use anyhow::{bail, Context};
use csv::{ReaderBuilder, Trim};
use serde::{Deserialize, Serialize};

use crate::outcome::Outcome;

/// Column headers a launch CSV must carry. Any other columns (including the
/// unnamed leading index column) are ignored.
pub const REQUIRED_HEADERS: [&str; 5] = [
    "Flight Number",
    "Launch Site",
    "class",
    "Payload Mass (kg)",
    "Booster Version Category",
];

/// One launch attempt.
#[derive(Debug, PartialEq, Clone, Serialize, Deserialize)]
pub struct LaunchRecord {
    #[serde(rename = "Flight Number")]
    pub flight_number: u32,
    #[serde(rename = "Launch Site")]
    pub launch_site: String,
    /// Success indicator: 1 = success, 0 = failure
    #[serde(rename = "class")]
    pub class: u8,
    /// Payload mass in kilograms
    #[serde(rename = "Payload Mass (kg)")]
    pub payload_mass_kg: f64,
    #[serde(rename = "Booster Version", default)]
    pub booster_version: String,
    #[serde(rename = "Booster Version Category")]
    pub booster_version_category: String,
}

impl LaunchRecord {
    pub fn outcome(&self) -> Outcome {
        Outcome::from_class(self.class)
    }

    /// Check the record invariants: class is 0 or 1, payload mass is a
    /// finite, non-negative number, and the launch site is named.
    pub fn validate(&self) -> anyhow::Result<()> {
        if self.class > 1 {
            bail!("class must be 0 or 1, got {}", self.class);
        }
        if !self.payload_mass_kg.is_finite() || self.payload_mass_kg < 0.0 {
            bail!(
                "payload mass must be a non-negative number, got {}",
                self.payload_mass_kg
            );
        }
        if self.launch_site.is_empty() {
            bail!("launch site is empty");
        }
        Ok(())
    }

    /// Parse a CSV string of launch records, in file order.
    ///
    /// Expected headers: `,Flight Number,Launch Site,class,Payload Mass (kg),Booster Version,Booster Version Category`
    ///
    /// Fails on the first malformed row, naming its 1-based data row.
    pub fn parse_launch_csv(csv_object: &str) -> anyhow::Result<Vec<LaunchRecord>> {
        let mut rdr = ReaderBuilder::new()
            .delimiter(b',')
            .has_headers(true)
            .trim(Trim::All)
            .from_reader(csv_object.as_bytes());

        let headers = rdr.headers().context("failed to read launch CSV headers")?;
        for required in REQUIRED_HEADERS {
            if !headers.iter().any(|h| h == required) {
                bail!("launch CSV is missing required column '{}'", required);
            }
        }

        let mut launches = Vec::new();
        for (index, row) in rdr.deserialize::<LaunchRecord>().enumerate() {
            let data_row = index + 1;
            let record = row.with_context(|| format!("malformed launch record at data row {}", data_row))?;
            record
                .validate()
                .with_context(|| format!("invalid launch record at data row {}", data_row))?;
            launches.push(record);
        }
        log::info!("parsed {} launch records", launches.len());
        Ok(launches)
    }
}
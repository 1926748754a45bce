//! Local HTTP server for the dashboard.
//!
//! Exposes the two chart handlers as JSON and, when a `dx build` output
//! directory is given, serves the dashboard bundle from `/`.
//!
//! - `GET /healthz`
//! - `GET /api/pie?site=ALL`
//! - `GET /api/scatter?site=ALL&low=0&high=10000`

use axum::{
    extract::{Query, State},
    http::StatusCode,
    response::IntoResponse,
    routing::get,
    Json, Router,
};
use serde::{Deserialize, Serialize};
use spacex_db::charts::{PieChart, ScatterChart};
use spacex_db::Database;
use spacex_launch::launch_site::{SiteFilter, ALL_SITES_VALUE};
use std::path::PathBuf;
use std::sync::Arc;
use tower_http::services::ServeDir;

use crate::report::{check_payload_bounds, resolve_payload_range};

struct ServeState {
    db: Database,
}

#[derive(Debug, Deserialize)]
pub struct PieQuery {
    site: Option<String>,
}

#[derive(Debug, Deserialize)]
pub struct ScatterQuery {
    site: Option<String>,
    low: Option<f64>,
    high: Option<f64>,
}

#[derive(Debug, Serialize, Deserialize)]
pub struct ApiError {
    pub error: String,
}

type ApiResult<T> = Result<Json<T>, (StatusCode, Json<ApiError>)>;

fn internal_error(err: anyhow::Error) -> (StatusCode, Json<ApiError>) {
    log::error!("chart handler failed: {:#}", err);
    (
        StatusCode::INTERNAL_SERVER_ERROR,
        Json(ApiError {
            error: format!("{:#}", err),
        }),
    )
}

fn bad_request(err: anyhow::Error) -> (StatusCode, Json<ApiError>) {
    log::warn!("rejected chart request: {:#}", err);
    (
        StatusCode::BAD_REQUEST,
        Json(ApiError {
            error: format!("{:#}", err),
        }),
    )
}

fn site_filter(site: Option<String>) -> SiteFilter {
    SiteFilter::from_value(site.as_deref().unwrap_or(ALL_SITES_VALUE))
}

pub fn build_router(db: Database, dist: Option<PathBuf>) -> Router {
    let router = Router::new()
        .route("/healthz", get(healthz))
        .route("/api/pie", get(http_pie_chart))
        .route("/api/scatter", get(http_scatter_chart))
        .with_state(Arc::new(ServeState { db }));

    match dist {
        Some(dir) => router.fallback_service(ServeDir::new(dir)),
        None => router.fallback(no_bundle),
    }
}

pub async fn run_server(db: Database, dist: Option<PathBuf>, addr: &str) -> anyhow::Result<()> {
    if let Some(dir) = &dist {
        if !dir.is_dir() {
            anyhow::bail!("dashboard bundle directory {} does not exist", dir.display());
        }
    }
    let app = build_router(db, dist);
    let listener = tokio::net::TcpListener::bind(addr).await?;
    log::info!("Dashboard listening on http://{}", listener.local_addr()?);
    axum::serve(listener, app).await?;
    Ok(())
}

async fn healthz() -> &'static str {
    "ok"
}

async fn no_bundle() -> impl IntoResponse {
    (
        StatusCode::NOT_FOUND,
        "no dashboard bundle: build dash-launch-records with `dx build` and pass --dist",
    )
}

async fn http_pie_chart(
    State(state): State<Arc<ServeState>>,
    Query(query): Query<PieQuery>,
) -> ApiResult<PieChart> {
    let site = site_filter(query.site);
    log::info!("GET /api/pie site={}", site.value());
    state
        .db
        .success_pie_chart(&site)
        .map(Json)
        .map_err(internal_error)
}

async fn http_scatter_chart(
    State(state): State<Arc<ServeState>>,
    Query(query): Query<ScatterQuery>,
) -> ApiResult<ScatterChart> {
    let site = site_filter(query.site);
    check_payload_bounds(query.low, query.high).map_err(bad_request)?;
    let range =
        resolve_payload_range(&state.db, query.low, query.high).map_err(internal_error)?;
    log::info!(
        "GET /api/scatter site={} range={}..={}",
        site.value(),
        range.low,
        range.high
    );
    state
        .db
        .payload_scatter_chart(&site, range)
        .map(Json)
        .map_err(internal_error)
}

#[cfg(test)]
mod tests {
    use super::*;
    use axum::{body, body::Body, http::Request};
    use tower::ServiceExt;

    fn test_app() -> Router {
        let db = Database::from_csv(
            "\
,Flight Number,Launch Site,class,Payload Mass (kg),Booster Version,Booster Version Category
0,1,CCAFS LC-40,0,0.0,F9 v1.0  B0003,v1.0
1,2,CCAFS LC-40,1,2034.0,F9 FT B1019,FT
2,3,KSC LC-39A,1,2490.0,F9 FT B1031.1,FT
3,4,KSC LC-39A,0,5300.0,F9 FT  B1021.2,FT
4,5,VAFB SLC-4E,1,9600.0,F9 B4 B1041.1,B4
",
        )
        .expect("db");
        build_router(db, None)
    }

    async fn get_json(app: Router, uri: &str) -> (StatusCode, serde_json::Value) {
        let request = Request::get(uri).body(Body::empty()).expect("request");
        let response = app.oneshot(request).await.expect("response");
        let status = response.status();
        let body = body::to_bytes(response.into_body(), usize::MAX)
            .await
            .expect("body");
        (status, serde_json::from_slice(&body).expect("json"))
    }

    #[tokio::test]
    async fn healthz_reports_ok() {
        let request = Request::get("/healthz").body(Body::empty()).expect("request");
        let response = test_app().oneshot(request).await.expect("response");
        assert_eq!(response.status(), StatusCode::OK);
        let body = body::to_bytes(response.into_body(), usize::MAX)
            .await
            .expect("body");
        assert_eq!(body.as_ref(), b"ok");
    }

    #[tokio::test]
    async fn pie_defaults_to_all_sites() {
        let (status, json) = get_json(test_app(), "/api/pie").await;
        assert_eq!(status, StatusCode::OK);
        assert_eq!(json["title"], "Total Success Launches by site");
        assert_eq!(json["slices"].as_array().expect("slices").len(), 3);
    }

    #[tokio::test]
    async fn pie_for_single_site() {
        let (status, json) = get_json(test_app(), "/api/pie?site=KSC%20LC-39A").await;
        assert_eq!(status, StatusCode::OK);
        let labels: Vec<&str> = json["slices"]
            .as_array()
            .expect("slices")
            .iter()
            .map(|s| s["label"].as_str().expect("label"))
            .collect();
        assert_eq!(labels, vec!["Failure", "Success"]);
    }

    #[tokio::test]
    async fn scatter_filters_by_range_and_site() {
        let (status, json) =
            get_json(test_app(), "/api/scatter?site=KSC%20LC-39A&low=0&high=3000").await;
        assert_eq!(status, StatusCode::OK);
        let points = json["points"].as_array().expect("points");
        assert_eq!(points.len(), 1);
        assert_eq!(points[0]["flight_number"], 3);

        let (_, json) = get_json(test_app(), "/api/scatter").await;
        assert_eq!(json["points"].as_array().expect("points").len(), 5);
    }

    #[tokio::test]
    async fn unknown_site_is_empty_not_an_error() {
        let (status, json) = get_json(test_app(), "/api/scatter?site=Boca%20Chica").await;
        assert_eq!(status, StatusCode::OK);
        assert!(json["points"].as_array().expect("points").is_empty());
    }

    #[tokio::test]
    async fn scatter_rejects_non_finite_bounds() {
        let (status, json) = get_json(test_app(), "/api/scatter?low=NaN&high=10000").await;
        assert_eq!(status, StatusCode::BAD_REQUEST);
        assert!(json["error"].as_str().expect("error").contains("low"));

        let (status, _) = get_json(test_app(), "/api/scatter?high=inf").await;
        assert_eq!(status, StatusCode::BAD_REQUEST);
    }

    #[tokio::test]
    async fn missing_bundle_is_not_found() {
        let request = Request::get("/").body(Body::empty()).expect("request");
        let response = test_app().oneshot(request).await.expect("response");
        assert_eq!(response.status(), StatusCode::NOT_FOUND);
    }
}
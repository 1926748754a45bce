//! The dashboard's chart handlers.
//!
//! Each handler is a pure function of its inputs and the loaded launch
//! table: it builds a serializable chart description and never writes.
//! The Dioxus app passes the result to the D3.js bridge; the HTTP API
//! returns it as JSON.

use crate::models::ScatterPoint;
use crate::Database;
use serde::{Deserialize, Serialize};
use spacex_launch::launch_site::SiteFilter;
use spacex_launch::payload_range::PayloadRange;
use std::collections::BTreeSet;

/// Pie chart title when every site is selected.
pub const PIE_TITLE_ALL_SITES: &str = "Total Success Launches by site";

pub const SCATTER_X_LABEL: &str = "Payload Mass (kg)";
pub const SCATTER_Y_LABEL: &str = "class";
pub const SCATTER_COLOR_LABEL: &str = "Booster Version Category";

#[derive(Debug, Clone, Serialize, Deserialize, PartialEq)]
pub struct PieSlice {
    pub label: String,
    pub value: u32,
}

#[derive(Debug, Clone, Serialize, Deserialize, PartialEq)]
pub struct PieChart {
    pub title: String,
    /// What the slice labels are (`"Launch Site"` or `"class"`).
    pub names: String,
    pub slices: Vec<PieSlice>,
}

impl PieChart {
    pub fn labels(&self) -> Vec<&str> {
        self.slices.iter().map(|s| s.label.as_str()).collect()
    }

    pub fn total(&self) -> u32 {
        self.slices.iter().map(|s| s.value).sum()
    }
}

#[derive(Debug, Clone, Serialize, Deserialize, PartialEq)]
pub struct ScatterChart {
    pub title: String,
    pub x_label: String,
    pub y_label: String,
    pub color_label: String,
    pub points: Vec<ScatterPoint>,
    /// Sorted distinct booster version categories present in `points`.
    pub categories: Vec<String>,
}

/// Title of the single-site pie chart.
pub fn site_pie_title(launch_site: &str) -> String {
    format!("Total Success Launches for site {}", launch_site)
}

/// Title of the scatter chart for a site selection.
pub fn scatter_title(site: &SiteFilter) -> String {
    match site {
        SiteFilter::All => "Correlation between Payload and Success for all Sites".to_string(),
        SiteFilter::Site(name) => format!("Correlation between Payload and Success for site {}", name),
    }
}

impl Database {
    /// Pie chart for the site dropdown.
    ///
    /// - `All`: one slice per site with at least one success, sized by its
    ///   successful launch count.
    /// - `Site`: `Success` / `Failure` slices for that site; an outcome with
    ///   no launches has no slice, and an unknown site has no slices at all.
    pub fn success_pie_chart(&self, site: &SiteFilter) -> anyhow::Result<PieChart> {
        let chart = match site {
            SiteFilter::All => PieChart {
                title: PIE_TITLE_ALL_SITES.to_string(),
                names: "Launch Site".to_string(),
                slices: self
                    .query_success_counts_by_site()?
                    .into_iter()
                    .map(|c| PieSlice {
                        label: c.launch_site,
                        value: c.count,
                    })
                    .collect(),
            },
            SiteFilter::Site(name) => PieChart {
                title: site_pie_title(name),
                names: "class".to_string(),
                slices: self
                    .query_site_outcomes(name)?
                    .into_iter()
                    .map(|c| PieSlice {
                        label: c.outcome.label().to_string(),
                        value: c.count,
                    })
                    .collect(),
            },
        };
        if chart.slices.is_empty() {
            log::warn!("success_pie_chart: no launches for {:?}", site);
        }
        Ok(chart)
    }

    /// Scatter chart of payload mass against outcome for the site dropdown
    /// and payload slider.
    ///
    /// Records are filtered to the inclusive payload range first and the
    /// site filter is applied to that subset.
    pub fn payload_scatter_chart(
        &self,
        site: &SiteFilter,
        range: PayloadRange,
    ) -> anyhow::Result<ScatterChart> {
        let points = self.query_payload_points(site.site_name(), range)?;
        let categories = points
            .iter()
            .map(|p| p.booster_version_category.clone())
            .collect::<BTreeSet<_>>()
            .into_iter()
            .collect();
        Ok(ScatterChart {
            title: scatter_title(site),
            x_label: SCATTER_X_LABEL.to_string(),
            y_label: SCATTER_Y_LABEL.to_string(),
            color_label: SCATTER_COLOR_LABEL.to_string(),
            points,
            categories,
        })
    }
}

**EXERCISE BRIEF:** Show the lines of the records above that mention "Some".

**YOUR RESPONSE:**
        Some(dir) => router.fallback_service(ServeDir::new(dir)),
    if let Some(dir) = &dist {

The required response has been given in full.